Once you’ve confirmed Dexter’s symptoms are from IBS, a good way to begin treatment, Cameron tells me, is to get rid of any inferior dog food and switch over to fresh foods and high-quality whole-food supplements to help restore digestive function and replace important nutrients. See if you can slip him some herbs, such as alfalfa, fennel, fenugreek, garlic, peppermint, and slippery elm; they all help reduce inflammation, stimulate healing, and improve digestion. You can also supplement Dexter’s kibble with fiber, glucosamine, L-glutamine, rice bran, and digestive enzymes.
After modifying his diet, pay attention to your dog’s temperament. I’m not necessarily saying he needs to lie down on a therapist’s couch, but a nervous, high-strung dog is a typical IBS candidate.

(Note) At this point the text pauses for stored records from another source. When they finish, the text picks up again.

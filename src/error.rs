// SPDX-License-Identifier: MPL-2.0
use std::fmt;

#[derive(Debug, Clone, PartialEq, Eq)]
pub enum Error {
    Io(String),
    Config(String),
    /// No surface could be found to attach the overlay to.
    NoAnchor,
    Dispatch(DispatchError),
}

/// Failures of the UI-thread redirection helper.
#[derive(Debug, Clone, Copy, PartialEq, Eq)]
pub enum DispatchError {
    /// The HUD session was dropped before the job could run.
    Disconnected,
    /// A synchronous hop was requested from the UI thread itself, which
    /// would block forever waiting on its own queue.
    OnUiThread,
}

impl fmt::Display for DispatchError {
    fn fmt(&self, f: &mut fmt::Formatter<'_>) -> fmt::Result {
        match self {
            DispatchError::Disconnected => write!(f, "HUD session is no longer running"),
            DispatchError::OnUiThread => {
                write!(f, "synchronous dispatch requested from the UI thread")
            }
        }
    }
}

impl fmt::Display for Error {
    fn fmt(&self, f: &mut fmt::Formatter<'_>) -> fmt::Result {
        match self {
            Error::Io(e) => write!(f, "I/O Error: {}", e),
            Error::Config(e) => write!(f, "Config Error: {}", e),
            Error::NoAnchor => write!(f, "No anchor surface available"),
            Error::Dispatch(e) => write!(f, "Dispatch Error: {}", e),
        }
    }
}

impl std::error::Error for Error {}

impl From<DispatchError> for Error {
    fn from(err: DispatchError) -> Self {
        Error::Dispatch(err)
    }
}

impl From<std::io::Error> for Error {
    fn from(err: std::io::Error) -> Self {
        Error::Io(err.to_string())
    }
}

impl From<toml::de::Error> for Error {
    fn from(err: toml::de::Error) -> Self {
        Error::Config(err.to_string())
    }
}

impl From<toml::ser::Error> for Error {
    fn from(err: toml::ser::Error) -> Self {
        Error::Config(err.to_string())
    }
}

pub type Result<T> = std::result::Result<T, Error>;
// SPDX-License-Identifier: MPL-2.0
//! Centralized default values for all configuration constants.
//!
//! This module serves as the single source of truth for default values
//! used across the HUD. Constants are organized by category.
//!
//! # Categories
//!
//! - **Sizing**: Card width/height bounds and fixed element sizes
//! - **Spacing**: Internal spacing and outer padding of cards
//! - **Bars**: Minimum heights of the bar masks and inset fallbacks
//! - **Timing**: Auto-hide and transition durations
//! - **Progress**: Indicator stroke lengths and line widths

use std::time::Duration;

// ==========================================================================
// Sizing Defaults
// ==========================================================================

/// Minimum width of a free-floating card.
pub const DEFAULT_MIN_WIDTH: f32 = 120.0;

/// Minimum height of a free-floating card.
pub const DEFAULT_MIN_HEIGHT: f32 = 49.0;

/// Maximum width of a free-floating card.
pub const DEFAULT_MAX_WIDTH: f32 = 280.0;

/// Maximum height budget used when measuring text.
pub const DEFAULT_MAX_HEIGHT: f32 = 240.0;

/// Minimum width of the cancel button in horizontal layouts.
pub const DEFAULT_CANCEL_BUTTON_MIN_WIDTH: f32 = 62.0;

/// Side of the square icon / progress indicator slot.
pub const INDICATOR_SIZE: f32 = 40.0;

/// Side of the square close button.
pub const CLOSE_BUTTON_SIZE: f32 = 40.0;

/// Height of the cancel button.
pub const CANCEL_BUTTON_HEIGHT: f32 = 40.0;

/// A measured text line taller than this has wrapped.
pub const WRAPPED_LINE_THRESHOLD: f32 = 24.0;

// ==========================================================================
// Spacing Defaults
// ==========================================================================

/// Spacing between stacked elements inside a card.
pub const ELEMENT_SPACING: f32 = 8.0;

/// Outer padding of a card.
pub const CONTENT_PADDING: f32 = 16.0;

/// Corner radius of free-floating cards.
pub const CORNER_RADIUS: f32 = 8.0;

/// Distance kept between a bottom card and the tab bar area.
pub const BOTTOM_MARGIN: f32 = 57.0;

// ==========================================================================
// Bar Defaults
// ==========================================================================

/// Minimum content height of the navigation-bar mask (below the status bar).
pub const NAVIGATION_BAR_HEIGHT: f32 = 44.0;

/// Minimum content height of the tab-bar mask (above the bottom inset).
pub const TAB_BAR_HEIGHT: f32 = 49.0;

/// Status bar height used when the environment cannot report one.
pub const FALLBACK_STATUS_BAR_HEIGHT: f32 = 20.0;

// ==========================================================================
// Timing Defaults
// ==========================================================================

/// Default auto-hide delay of status toasts (in seconds).
pub const DEFAULT_DURATION_SECS: f64 = 3.0;

/// Duration of enter/exit/relayout transitions.
pub const TRANSITION_DURATION: Duration = Duration::from_millis(300);

/// Scale applied to centered cards while off screen.
pub const OFFSCREEN_SCALE: f32 = 0.5;

// ==========================================================================
// Progress Defaults
// ==========================================================================

/// Shortest arc drawn by the indeterminate indicator (fraction of a turn).
pub const MIN_STROKE_LENGTH: f32 = 0.05;

/// Arc length added by each indeterminate pulse (fraction of a turn).
pub const MAX_STROKE_LENGTH: f32 = 0.7;

/// Width of the foreground arc.
pub const CIRCLE_LINE_WIDTH: f32 = 3.0;

/// Width of the background ring.
pub const CIRCLE_BACKGROUND_LINE_WIDTH: f32 = 5.0;

/// Duration of one full rotation of the indeterminate ring.
pub const ROTATION_PERIOD: Duration = Duration::from_millis(2200);

// ==========================================================================
// Compile-time Validation
// ==========================================================================

const _: () = {
    // Sizing validation
    assert!(DEFAULT_MIN_WIDTH > 0.0);
    assert!(DEFAULT_MAX_WIDTH >= DEFAULT_MIN_WIDTH);
    assert!(DEFAULT_MIN_HEIGHT > 0.0);
    assert!(DEFAULT_MAX_HEIGHT >= DEFAULT_MIN_HEIGHT);
    assert!(DEFAULT_MIN_WIDTH > 2.0 * CONTENT_PADDING);

    // Bar validation
    assert!(TAB_BAR_HEIGHT > NAVIGATION_BAR_HEIGHT);
    assert!(FALLBACK_STATUS_BAR_HEIGHT > 0.0);

    // Timing validation
    assert!(DEFAULT_DURATION_SECS > 0.0);
    assert!(OFFSCREEN_SCALE > 0.0 && OFFSCREEN_SCALE < 1.0);

    // Progress validation
    assert!(MIN_STROKE_LENGTH > 0.0);
    assert!(MIN_STROKE_LENGTH + MAX_STROKE_LENGTH <= 1.0);
    assert!(CIRCLE_BACKGROUND_LINE_WIDTH >= CIRCLE_LINE_WIDTH);
};

#[cfg(test)]
mod tests {
    use super::*;

    #[test]
    fn sizing_defaults_are_valid() {
        assert_eq!(DEFAULT_MIN_WIDTH, 120.0);
        assert_eq!(DEFAULT_MAX_WIDTH, 280.0);
        assert!(DEFAULT_MIN_HEIGHT <= DEFAULT_MAX_HEIGHT);
    }

    #[test]
    fn transition_is_three_tenths_of_a_second() {
        assert_eq!(TRANSITION_DURATION.as_millis(), 300);
    }

    #[test]
    fn stroke_lengths_fit_in_one_turn() {
        assert!(MIN_STROKE_LENGTH + MAX_STROKE_LENGTH <= 1.0);
    }
}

Events such as traveling, boarding, and the loss of a beloved family member can be quite stressful for us dogs, so give Dexter two to six drops of stress-relieving flower essences (or a blend like Rescue Remedy) three times a day to curb his anxiety. “IBS can be a difficult disease to control,” says Cameron. “A holistic approach is best because IBS can have both physical and psychological causes. Internal health, emotional health, environment, personality, diet, health history, vaccination history, and other factors all need to be considered.”